RBPMS inhibits bladder cancer migration and invasion by downregulating the MYC pathway through alternative splicing of ANKRD10

RNA-binding proteins (RBPs) are pivotal mediators of the alternative splicing (AS) machinery of pre-mRNA, allowing the generation of diverse protein structures and functions from a single gene. Research has demonstrated that the AS process in bladder cancer (BLCA) is significantly dysregulated and plays a crucial role in the development, progression, aggressiveness, and therapeutic resistance of this disease. We conducted comprehensive screening and analysis of the TCGA-BLCA cohort, specifically focusing on genes with significant differences in expression levels between carcinoma and adjacent non-cancerous tissues. Among the 500 differentially expressed genes, 5 RNA-binding proteins were identified. Only the RNA-binding protein mRNA processing factor (RBPMS) demonstrated a consistent downregulation in BLCA and was correlated with an unfavorable prognosis for affected patients.

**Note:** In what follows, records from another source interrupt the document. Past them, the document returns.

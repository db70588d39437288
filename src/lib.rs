//! # media-dl
//!
//! Concurrent multi-account media acquisition pipeline.
//!
//! ## Design Philosophy
//!
//! media-dl is designed to be:
//! - **Account-aware** - Every configured storefront account is probed before a
//!   batch starts, and items fail over between the working ones
//! - **Bounded** - The worker pool is sized from the quality tier of the batch
//! - **Library-first** - Catalog access, transfer and tagging are traits the host
//!   supplies; the crate owns orchestration, naming and progress display
//! - **Restartable** - A completion ledger lets whole-batch reruns skip finished work
//!
//! ## Quick Start
//!
//! ```no_run
//! use media_dl::{BatchRequest, Config, Downloader, Services, Session, RetryUpTo};
//! use media_dl::target::CatalogTarget;
//! use media_dl::types::{Account, AudioMode};
//! # fn services() -> media_dl::Result<Services> { unimplemented!() }
//!
//! #[tokio::main]
//! async fn main() -> Result<(), Box<dyn std::error::Error>> {
//!     let config = Config {
//!         accounts: vec![Account {
//!             id: "main".to_string(),
//!             name: "Main".to_string(),
//!             storefront: "us".to_string(),
//!             authorization_token: "token".to_string(),
//!             media_user_token: None,
//!             device_endpoint: None,
//!         }],
//!         ..Default::default()
//!     };
//!
//!     let downloader = Downloader::new(config, services()?)?;
//!     let target = CatalogTarget::parse("https://music.example.com/us/album/name/1440818839")?;
//!     let request = downloader.request_for_target(&target, AudioMode::Alac).await?;
//!
//!     let report = Session::new(downloader)
//!         .run(&[request], &RetryUpTo { max_passes: 3 })
//!         .await;
//!     println!("{}", report.totals.summary_line());
//!     Ok(())
//! }
//! ```

#![warn(missing_docs)]
#![warn(clippy::all)]
#![warn(clippy::unwrap_used)]
#![warn(clippy::expect_used)]

/// Configuration types
pub mod config;
/// Acquisition orchestrator (decomposed into focused submodules)
pub mod downloader;
/// Error types
pub mod error;
/// Streaming manifest parsing and variant resolution
pub mod manifest;
/// Folder and file naming templates
pub mod naming;
/// Path length fitting
pub mod path_safety;
/// Per-item retry with account failover
pub mod retry;
/// Collaborator traits the host implements
pub mod services;
/// Catalog URL and track selection parsing
pub mod target;
/// Core types
pub mod types;
/// Live terminal progress table
pub mod ui;
/// Utility functions
pub mod utils;

// Re-export commonly used types
pub use config::{Config, DeviceManifestMode};
pub use downloader::{
    Acknowledge, BatchRequest, CompletionLedger, Downloader, ItemInventory, RetryUpTo, Selection,
    Services, Session, SessionReport,
};
pub use error::{Error, Result};
pub use manifest::{AudioPreference, ManifestDocument, ManifestInventory};
pub use services::{CatalogClient, MediaTransfer, NoOpTagger, PathProbe, Tagger};
pub use types::{
    Account, AudioMode, BatchReport, Collection, CollectionRef, Counters, Item, ItemStatus,
    StatusTone,
};
pub use ui::{RenderControl, TerminalRenderer};
//! Preflight - account probing and worker pool sizing

use super::Downloader;
use crate::error::{Error, Result};
use crate::types::{Account, Collection, Item, QualityTier};
use futures::future::join_all;

/// Outcome of preflight for one batch
#[derive(Clone, Debug)]
pub struct PreflightReport {
    /// Accounts that could access the probe item, in configured order
    pub working: Vec<Account>,
    /// Quality tier of the selected items
    pub tier: QualityTier,
    /// Worker pool size for the tier
    pub pool_size: usize,
}

impl PreflightReport {
    /// Uppercased working regions, sorted and de-duplicated, joined with ` / `
    pub fn regions(&self) -> String {
        let mut regions: Vec<String> = self
            .working
            .iter()
            .map(Account::region_label)
            .filter(|r| !r.is_empty())
            .collect();
        regions.sort();
        regions.dedup();
        regions.join(" / ")
    }
}

impl Downloader {
    /// Probe every configured account against the collection's first item
    ///
    /// # Errors
    ///
    /// [`Error::NoWorkingAccounts`] when no account can access the collection.
    pub(crate) async fn preflight(
        &self,
        collection: &Collection,
        selected: &[&Item],
    ) -> Result<PreflightReport> {
        let Some(probe_item) = collection.items.first() else {
            return Err(Error::NoWorkingAccounts {
                collection_id: collection.id.clone(),
            });
        };

        let catalog = &self.services.catalog;
        let probes = self.config.accounts.iter().map(|account| async move {
            let result = catalog
                .fetch_manifest(probe_item, account, &account.storefront)
                .await;
            (account, result)
        });

        let mut working = Vec::new();
        for (account, result) in join_all(probes).await {
            match result {
                Ok(_) => working.push(account.clone()),
                Err(e) => {
                    let denied = Error::AccessDenied {
                        account: account.name.clone(),
                        reason: e.to_string(),
                    };
                    tracing::warn!(
                        collection_id = %collection.id,
                        error = %denied,
                        "Account cannot access collection, skipping it for this batch"
                    );
                }
            }
        }

        if working.is_empty() {
            return Err(Error::NoWorkingAccounts {
                collection_id: collection.id.clone(),
            });
        }

        let tier = QualityTier::for_items(selected.iter().copied());
        let pool_size = self.config.concurrency_for(tier);
        Ok(PreflightReport {
            working,
            tier,
            pool_size,
        })
    }
}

Subsequent in vitro and in vivo experiments revealed that RBPMS exerted inhibitory effects on the epithelial-mesenchymal transition (EMT) pathway and the migratory potential of BLCA cells. RNA-Seq analysis identified ANKRD10 as a key target mRNA regulated by RBPMS in BLCA. RBPMS depletion in BLCA cells resulted in AS of ANKRD10 and increased ANKRD10-2 expression. ANKRD10-2 functioned as a transcriptional co-activator of MYC proteins, thereby augmenting their transcriptional activity. Furthermore, ANKRD10-2 knockdown significantly rescued the migration enhancement induced by RBPMS depletion in BLCA cells. Taken together, this study revealed a mechanism whereby RBPMS suppresses the migration and invasion of BLCA cells by attenuating MYC pathway activity via the AS of ANKRD10. Overall design: To investigate the downstream mechanisms by which RBPMS and ANKRD10 transcripts regulate bladder cancer, we performed three RNA sequencing. The first time, we performed RNA sequencing on three sets of duplicates of RBPMS-WT and RBPMS-KO in 5637 cells. The second time, we performed RNA sequencing on three sets of duplicated Vector, ANKRD10-1 overexpressing and ANKRD-2 overexpressing 5637 cells. For the second time, we performed RNA sequencing on three sets of replicates of siNC, siANKRD10-1 and siANKRD-2 in 5637 cells.